* Directions *
The line with "async fn report_change_set_error(&self, error: ChangeSetError)" marks the start; write out that line and all following lines through the end of the listing, exactly.

(Beginning of Data to use)

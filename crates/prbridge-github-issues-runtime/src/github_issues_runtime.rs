//! Issue-comment bridge runtime: one comment event in, one outcome out.

use std::sync::Arc;

use anyhow::{anyhow, bail, Context, Result};
use prbridge_ai::{CompletionClient, CompletionRequest};
use prbridge_github_issues::change_set::{parse_and_validate_change_set, ChangeSetError};
use prbridge_github_issues::issue_command_parser::{
    parse_bridge_command, BridgeCommand, CommandVerb, ParsedBridgeCommand,
};
use prbridge_github_issues::issue_prompt_helpers::build_bridge_prompt;
use prbridge_github_issues::issue_render::{
    render_mutation_failure_comment, render_parse_failure_comment, render_plan_comment,
    render_pull_request_created_comment, render_usage_comment,
    render_validation_rejection_comment,
};
use prbridge_github_issues::issue_runtime_helpers::branch_name_for_run;
use prbridge_github_issues::path_policy::PathAllowlist;

mod github_api_client;
mod issue_notifier;
mod repository_mutator;

pub use github_api_client::{GithubApiClient, GithubCommentCreateResponse};
pub use issue_notifier::IssueNotifier;
pub use repository_mutator::{
    BranchRef, MutationError, MutationStep, PullRequestResult, RepositoryMutator,
};

pub const DEFAULT_GITHUB_API_BASE: &str = "https://api.github.com";
pub const DEFAULT_GITHUB_REQUEST_TIMEOUT_MS: u64 = 60_000;

#[derive(Clone)]
/// Runtime configuration for one issue-comment bridge invocation.
pub struct BridgeRuntimeConfig {
    pub client: Arc<dyn CompletionClient>,
    pub model: String,
    pub repo_slug: String,
    pub issue_number: u64,
    pub base_branch: String,
    pub api_base: String,
    pub token: String,
    pub request_timeout_ms: u64,
    pub command_prefix: String,
    pub allowlist: PathAllowlist,
}

#[derive(Debug, Clone, PartialEq, Eq)]
/// Public struct `RepoRef` identifying the target repository.
pub struct RepoRef {
    pub owner: String,
    pub name: String,
}

impl RepoRef {
    pub fn parse(raw: &str) -> Result<Self> {
        let trimmed = raw.trim();
        let (owner, name) = trimmed
            .split_once('/')
            .ok_or_else(|| anyhow!("invalid repository '{raw}', expected owner/repo"))?;
        let owner = owner.trim();
        let name = name.trim();
        if owner.is_empty() || name.is_empty() || name.contains('/') {
            bail!("invalid repository '{raw}', expected owner/repo");
        }
        Ok(Self {
            owner: owner.to_string(),
            name: name.to_string(),
        })
    }

    pub fn as_slug(&self) -> String {
        format!("{}/{}", self.owner, self.name)
    }
}

#[derive(Debug, Clone, PartialEq, Eq)]
/// Terminal state of a handled comment. Every variant except `Ignored`
/// corresponds to exactly one posted issue comment.
pub enum BridgeOutcome {
    Ignored,
    UsageReported { verb: CommandVerb },
    PlanPosted,
    ParseFailed { reason: String },
    ValidationRejected { reason: String },
    MutationFailed { step: String, branch: Option<String> },
    PullRequestOpened { branch: String, url: String },
}

/// Handles a single issue comment end to end.
pub struct IssueCommentBridge {
    config: BridgeRuntimeConfig,
    repo: RepoRef,
    github: GithubApiClient,
    notifier: IssueNotifier,
}

impl IssueCommentBridge {
    pub fn new(config: BridgeRuntimeConfig) -> Result<Self> {
        let repo = RepoRef::parse(&config.repo_slug)?;
        let github = GithubApiClient::new(
            &config.api_base,
            &config.token,
            repo.clone(),
            config.request_timeout_ms,
        )?;
        let notifier = IssueNotifier::new(github.clone(), config.issue_number);
        Ok(Self {
            config,
            repo,
            github,
            notifier,
        })
    }

    /// Returns `Err` only for fatal conditions (model or notifier failures);
    /// user-facing failures are posted to the issue and reported as outcomes.
    pub async fn handle_comment(&self, body: &str) -> Result<BridgeOutcome> {
        let Some(parsed) = parse_bridge_command(body, &self.config.command_prefix) else {
            tracing::info!(
                prefix = %self.config.command_prefix,
                "comment is not a bridge command, nothing to do"
            );
            return Ok(BridgeOutcome::Ignored);
        };

        match parsed {
            ParsedBridgeCommand::Usage { verb } => {
                tracing::info!(verb = verb.as_str(), "command is missing a request");
                self.notifier
                    .post(&render_usage_comment(&self.config.command_prefix, verb))
                    .await?;
                Ok(BridgeOutcome::UsageReported { verb })
            }
            ParsedBridgeCommand::Run(command) => {
                tracing::info!(
                    verb = command.verb.as_str(),
                    repo = %self.repo.as_slug(),
                    issue = self.config.issue_number,
                    "handling bridge command"
                );
                match command.verb {
                    CommandVerb::Plan => self.run_plan(&command).await,
                    CommandVerb::Propose => self.run_propose(&command).await,
                }
            }
        }
    }

    async fn complete(&self, command: &BridgeCommand) -> Result<String> {
        let prompt = build_bridge_prompt(
            command.verb,
            &command.request_text,
            &self.repo.as_slug(),
            &self.config.base_branch,
            &self.config.allowlist,
        );
        self.config
            .client
            .complete_text(CompletionRequest::new(self.config.model.clone(), prompt))
            .await
            .with_context(|| format!("model {} completion failed", self.config.model))
    }

    async fn run_plan(&self, command: &BridgeCommand) -> Result<BridgeOutcome> {
        let plan = self.complete(command).await?;
        self.notifier.post(&render_plan_comment(&plan)).await?;
        Ok(BridgeOutcome::PlanPosted)
    }

    async fn run_propose(&self, command: &BridgeCommand) -> Result<BridgeOutcome> {
        let raw = self.complete(command).await?;
        let change_set = match parse_and_validate_change_set(&raw, &self.config.allowlist) {
            Ok(change_set) => change_set,
            Err(error) => return self.report_change_set_error(error).await,
        };
        tracing::info!(
            changes = change_set.changes().len(),
            "change-set passed validation"
        );

        let branch_name =
            branch_name_for_run(self.config.issue_number, chrono::Utc::now().timestamp());
        let mutator = RepositoryMutator::new(
            &self.github,
            &self.config.base_branch,
            self.config.issue_number,
        );
        match mutator.apply(change_set, &branch_name).await {
            Ok(result) => {
                tracing::info!(
                    branch = %result.branch.name,
                    url = %result.url,
                    skipped_deletes = result.skipped_deletes.len(),
                    "pull request opened"
                );
                self.notifier
                    .post(&render_pull_request_created_comment(
                        &result.branch.name,
                        &result.url,
                    ))
                    .await?;
                Ok(BridgeOutcome::PullRequestOpened {
                    branch: result.branch.name,
                    url: result.url,
                })
            }
            Err(error) => {
                tracing::error!(
                    step = %error.step,
                    branch = error.branch.as_deref().unwrap_or("none"),
                    error = %error.message,
                    "repository mutation failed"
                );
                self.notifier
                    .post(&render_mutation_failure_comment(
                        &error.step.to_string(),
                        error.branch.as_deref(),
                        &error.message,
                    ))
                    .await?;
                Ok(BridgeOutcome::MutationFailed {
                    step: error.step.to_string(),
                    branch: error.branch,
                })
            }
        }
    }

    async fn report_change_set_error(&self, error: ChangeSetError) -> Result<BridgeOutcome> {
        let reason = error.to_string();
        if error.is_parse_failure() {
            tracing::warn!(reason = %reason, "model output could not be parsed");
            self.notifier
                .post(&render_parse_failure_comment(&error))
                .await?;
            return Ok(BridgeOutcome::ParseFailed { reason });
        }
        tracing::warn!(reason = %reason, "change-set rejected");
        self.notifier
            .post(&render_validation_rejection_comment(&error))
            .await?;
        Ok(BridgeOutcome::ValidationRejected { reason })
    }
}

#[cfg(test)]
mod tests;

(End of Data to use)

* Answer section *
    async fn report_change_set_error(&self, error: ChangeSetError) -> Result<BridgeOutcome> {
        let reason = error.to_string();
        if error.is_parse_failure() {
            tracing::warn!(reason = %reason, "model output could not be parsed");
            self.notifier
                .post(&render_parse_failure_comment(&error))
                .await?;
            return Ok(BridgeOutcome::ParseFailed { reason });
        }
        tracing::warn!(reason = %reason, "change-set rejected");
        self.notifier
            .post(&render_validation_rejection_comment(&error))
            .await?;
        Ok(BridgeOutcome::ValidationRejected { reason })
    }
}

#[cfg(test)]
mod tests;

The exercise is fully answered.